Ce cancer entre nous

Récemment, je lisais « Le ciel est back order » de Nathalie Plaat. Sur le coup, je n’ai pu en terminer la lecture. Parce que le sujet est si bien exprimé – quelle plume extraordinaire elle a pour parler de son cancer! – et trop près de moi – d’une proximité enfouie jusqu’à ce moment-là – il a fallu que je prenne une pause après seulement quelques phrases. Je n’étais pas prête à accueillir ce que l’auteure m’offrait, encore moins à ouvrir ma trappe à deuils et à douleurs.

Le texte sur le « hold », je suis partie au boulot à vélo, la gorge nouée, les yeux embrumés, le souffle court, coupé par mes émotions. La porte de ma trappe c’était ouverte, laissant remonter à la surface des souvenirs de « crabes ». J’ai côtoyé le cancer de près deux fois dans ma vie aux côtés de femmes qui me sont chères. Ma grand-mère en est décédée, et celui de ma belle-mère s’est enrayé après plusieurs mois de chimiothérapie. Ce qui m’a troublée en lisant « Le ciel est back order », c’est de devoir à nouveau faire face aux souffrances familiales qui ont eu lieu il y a près de vingt ans. On dirait bien qu’elles ne s’effacent jamais complètement de nos vies, nos souffrances. Nous pouvons les porter à la vue de tous pendant un temps, idéalement pas trop longtemps selon la norme, ensuite essayer de les enfouir dans une cave intérieure (la mienne est pas pire décorée),  marcher dessus et se relever pour avancer, mais elles ne nous quittent pas. Jamais complètement. Puis des fois, à des moments où on s’y attend le moins, par exemple le matin en faisant sa revue de presse, elles peuvent émerger sous les mots de Nathalie Plaat.

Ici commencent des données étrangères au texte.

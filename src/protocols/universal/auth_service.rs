// ABOUTME: Authentication service for universal protocol handlers
// ABOUTME: Handles OAuth token management and provider creation with tenant support
//
// Licensed under either of Apache License, Version 2.0 or MIT License at your option.
// Copyright ©2025 Async-IO.org

use crate::database_plugins::DatabaseProvider;
use crate::mcp::resources::ServerResources;
use crate::protocols::universal::UniversalResponse;
use crate::providers::{CoreFitnessProvider, OAuth2Credentials};
use chrono::{DateTime, Utc};
use std::sync::Arc;
use uuid::Uuid;

/// OAuth token data structure
#[derive(Debug, Clone)]
pub struct TokenData {
    /// OAuth access token
    pub access_token: String,
    /// OAuth refresh token
    pub refresh_token: String,
    /// When the access token expires
    pub expires_at: DateTime<Utc>,
    /// OAuth scopes as comma-separated string
    pub scopes: String,
    /// Provider name (e.g., "strava", "fitbit")
    pub provider: String,
}

/// OAuth error types
#[derive(Debug, thiserror::Error)]
pub enum OAuthError {
    /// Failed to exchange authorization code for tokens
    #[error("Token exchange failed: {0}")]
    TokenExchangeFailed(String),

    /// Failed to refresh expired access token
    #[error("Token refresh failed: {0}")]
    TokenRefreshFailed(String),

    /// Database operation failed
    #[error("Database error: {0}")]
    DatabaseError(String),
}

/// Service responsible for authentication and provider creation
/// Centralizes OAuth token management and reduces duplication across handlers
pub struct AuthService {
    resources: Arc<ServerResources>,
}

impl AuthService {
    /// Create new authentication service
    #[must_use]
    pub const fn new(resources: Arc<ServerResources>) -> Self {
        Self { resources }
    }

    /// Get valid token for a provider, automatically refreshing if needed
    /// Returns None if no token exists or is expired, Error if token operations fail
    ///
    /// # Errors
    /// Returns `OAuthError` if token refresh fails or database operations fail
    pub async fn get_valid_token(
        &self,
        user_id: Uuid,
        provider: &str,
        tenant_id: Option<&str>,
    ) -> Result<Option<TokenData>, OAuthError> {
        // If we have tenant context, use tenant-specific OAuth credentials
        if let Some(tenant_id_str) = tenant_id {
            // Convert string tenant ID to UUID and look up full tenant context
            if let Ok(tenant_uuid) = Uuid::parse_str(tenant_id_str) {
                // Look up tenant information from database to create proper TenantContext
                if let Ok(tenant) = (*self.resources.database)
                    .get_tenant_by_id(tenant_uuid)
                    .await
                {
                    let tenant_context = crate::tenant::TenantContext {
                        tenant_id: tenant_uuid,
                        tenant_name: tenant.name.clone(), // Safe: String ownership needed for tenant context
                        user_id,
                        user_role: crate::tenant::TenantRole::Member,
                    };

                    // Get tenant-specific OAuth credentials using proper TenantContext
                    match self
                        .resources
                        .tenant_oauth_client
                        .get_oauth_client(&tenant_context, provider, &self.resources.database)
                        .await
                    {
                        Ok(_oauth_client) => {
                            // Tenant-specific OAuth client found
                            // Continue to database lookup below which will find the token
                        }
                        Err(_e) => {
                            // No tenant-specific client, will use global config
                        }
                    }
                }
            }
        }

        // Use pre-registered global config
        // If tenant_id was provided, look up token directly from database with tenant context
        if let Some(tenant_id_str) = tenant_id {
            // Direct database lookup with tenant_id
            match (*self.resources.database)
                .get_user_oauth_token(user_id, tenant_id_str, provider)
                .await
            {
                Ok(Some(oauth_token)) => {
                    // Check if token is expired (with 5-minute buffer)
                    if let Some(expires_at) = oauth_token.expires_at {
                        let now = chrono::Utc::now();
                        if expires_at <= now + chrono::Duration::minutes(5) {
                            // Token is expired or expiring soon - return None to force re-authentication
                            return Ok(None);
                        }
                    }

                    let token_data = TokenData {
                        provider: provider.to_owned(),
                        access_token: oauth_token.access_token,
                        refresh_token: oauth_token.refresh_token.unwrap_or_default(),
                        expires_at: oauth_token.expires_at.unwrap_or_else(chrono::Utc::now),
                        scopes: oauth_token.scope.unwrap_or_default(),
                    };
                    return Ok(Some(token_data));
                }
                Ok(None) => return Ok(None),
                Err(_) => {
                    // Continue to global manager as fallback
                }
            }
        }

        // If no token found in database, return None
        Ok(None)
    }

    /// Create authenticated provider with proper tenant-aware credentials
    /// Returns configured provider ready for API calls
    ///
    /// # Errors
    /// Returns `UniversalResponse` error if provider is unsupported or authentication fails
    pub async fn create_authenticated_provider(
        &self,
        provider_name: &str,
        user_id: Uuid,
        tenant_id: Option<&str>,
    ) -> Result<Box<dyn CoreFitnessProvider>, UniversalResponse> {
        // Check if provider is supported by the registry
        if !self.resources.provider_registry.is_supported(provider_name) {
            return Err(UniversalResponse {
                success: false,
                result: None,
                error: Some(format!("Unsupported provider: {provider_name}")),
                metadata: None,
            });
        }

        // Get valid token for the provider (with automatic refresh if needed)
        match self
            .get_valid_token(user_id, provider_name, tenant_id)
            .await
        {
            Ok(Some(token_data)) => {
                self.create_provider_with_token(provider_name, token_data, tenant_id)
                    .await
            }
            Ok(None) => Err(UniversalResponse {
                success: false,
                result: None,
                error: Some(
                    format!("No valid {provider_name} token found. Please connect your {provider_name} account."),
                ),
                metadata: None,
            }),
            Err(e) => Err(UniversalResponse {
                success: false,
                result: None,
                error: Some(format!("Authentication error: {e}")),
                metadata: None,
            }),
        }
    }

    /// Create provider with token and tenant-aware credentials
    async fn create_provider_with_token(
        &self,
        provider_name: &str,
        token_data: TokenData,
        tenant_id: Option<&str>,
    ) -> Result<Box<dyn CoreFitnessProvider>, UniversalResponse> {
        // Get tenant-aware OAuth credentials or fall back to environment
        let (client_id, client_secret) = if let Some(tenant_id_str) = tenant_id {
            self.get_tenant_oauth_credentials(tenant_id_str, provider_name)
                .await?
        } else {
            self.get_default_oauth_credentials(provider_name)?
        };

        // Get provider-specific scopes
        let scopes = token_data
            .scopes
            .split(',')
            .map(str::trim)
            .filter(|s| !s.is_empty())
            .map(str::to_owned)
            .collect::<Vec<_>>();

        // Create provider using the factory function
        match self
            .resources
            .provider_registry
            .create_provider(provider_name)
        {
            Ok(provider) => {
                // Prepare credentials in the correct format
                let credentials = OAuth2Credentials {
                    client_id,
                    client_secret,
                    access_token: Some(token_data.access_token),
                    refresh_token: Some(token_data.refresh_token),
                    expires_at: Some(token_data.expires_at),
                    scopes,
                };

                // Set credentials asynchronously
                match provider.set_credentials(credentials).await {
                    Ok(()) => Ok(provider),
                    Err(e) => Err(UniversalResponse {
                        success: false,
                        result: None,
                        error: Some(format!("Failed to set provider credentials: {e}")),
                        metadata: None,
                    }),
                }
            }
            Err(e) => Err(UniversalResponse {
                success: false,
                result: None,
                error: Some(format!("Failed to create provider: {e}")),
                metadata: None,
            }),
        }
    }

    /// Get OAuth credentials for a specific tenant and provider
    async fn get_tenant_oauth_credentials(
        &self,
        tenant_id_str: &str,
        provider_name: &str,
    ) -> Result<(String, String), UniversalResponse> {
        let tenant_uuid = Uuid::parse_str(tenant_id_str).map_err(|e| {
            tracing::warn!(tenant_id = %tenant_id_str, error = %e, "Invalid tenant ID format in OAuth credentials request");
            UniversalResponse {
                success: false,
                result: None,
                error: Some("Invalid tenant ID format".to_owned()),
                metadata: None,
            }
        })?;

        // Get tenant OAuth credentials from database for the specific provider
        match (*self.resources.database)
            .get_tenant_oauth_credentials(tenant_uuid, provider_name)
            .await
        {
            Ok(Some(creds)) => Ok((creds.client_id, creds.client_secret)),
            Ok(None) => {
                // Fall back to default credentials if tenant doesn't have custom ones
                self.get_default_oauth_credentials(provider_name)
            }
            Err(e) => Err(UniversalResponse {
                success: false,
                result: None,
                error: Some(format!("Failed to get tenant OAuth credentials: {e}")),
                metadata: None,
            }),
        }
    }

    /// Get default OAuth credentials from `ServerConfig` or environment for a provider
    ///
    /// # Errors
    /// Returns `UniversalResponse` error if credentials are not configured
    fn get_default_oauth_credentials(
        &self,
        provider_name: &str,
    ) -> Result<(String, String), UniversalResponse> {
        // Get OAuth config from environment (PIERRE_<PROVIDER>_* env vars)
        let oauth_config = crate::config::environment::get_oauth_config(provider_name);

        let client_id = oauth_config
            .client_id
            .as_ref()
            .ok_or_else(|| UniversalResponse {
                success: false,
                result: None,
                error: Some(format!(
                    "{}_CLIENT_ID not configured for provider {}",
                    provider_name.to_uppercase(),
                    provider_name
                )),
                metadata: None,
            })?;

        let client_secret =
            oauth_config
                .client_secret
                .as_ref()
                .ok_or_else(|| UniversalResponse {
                    success: false,
                    result: None,
                    error: Some(format!(
                        "{}_CLIENT_SECRET not configured for provider {}",
                        provider_name.to_uppercase(),
                        provider_name
                    )),
                    metadata: None,
                })?;

        Ok((client_id.clone(), client_secret.clone()))
    }

    /// Check if user has valid authentication for a provider
    pub async fn has_valid_auth(
        &self,
        user_id: Uuid,
        provider: &str,
        tenant_id: Option<&str>,
    ) -> bool {
        matches!(
            self.get_valid_token(user_id, provider, tenant_id).await,
            Ok(Some(_))
        )
    }

    /// Disconnect user from a provider
    ///
    /// # Errors
    /// Returns `OAuthError` if database operations fail
    pub async fn disconnect_provider(
        &self,
        user_id: Uuid,
        provider: &str,
        tenant_id: Option<&str>,
    ) -> Result<(), OAuthError> {
        // Use database to delete tokens directly (like original implementation)
        let tenant_id_str = tenant_id.unwrap_or("default");
        (*self.resources.database)
            .delete_user_oauth_token(user_id, tenant_id_str, provider)
            .await
            .map_err(|e| OAuthError::DatabaseError(format!("Failed to delete token: {e}")))
    }
}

Ce qui est ensuite apparu sous une nouvelle lumière quand j’ai repris la lecture de ses chroniques – je les ai toutes lues depuis, et au complet – ce sont les instants de tendresse liés à la maladie. Lire « T’es belle » m’a rappelé le jour où j’ai rasé les cheveux de ma belle-mère alors happée par le cancer du sein. Cet acte de passage a laissé une marque d’affection indélébile entre nous, et dans ma vie de femme. À dix-sept ans, le « clipper » entre les mains, j’ai eu le privilège de faire face à la maladie et de l’accompagner dans ce moment décisif, celui où le cancer deviendra ensuite visible de tous. Malgré les conflits belle-mère versus belle-fille qui nous ont déchirés, je sais que ce jour-là, c’est entre mes mains qu’elle a choisi de déposer ses cheveux.

Grâce aux mots de Nathalie, j’ai pu repenser le cancer à travers son prisme et celui de d’autres femmes qui vivent avec, plutôt que seulement le mien, celui de celle qui a co-habité avec celles qui en étaient habité. J’aimerais donc la remercier ainsi que la Tribune, pour nous les offrir, pour m’avoir permis d’ouvrir ma trappe et y voir du beau grâce à ceux-ci.

Photo d’un soir de danse dans notre salon, de fous rires avec le cancer entre nous.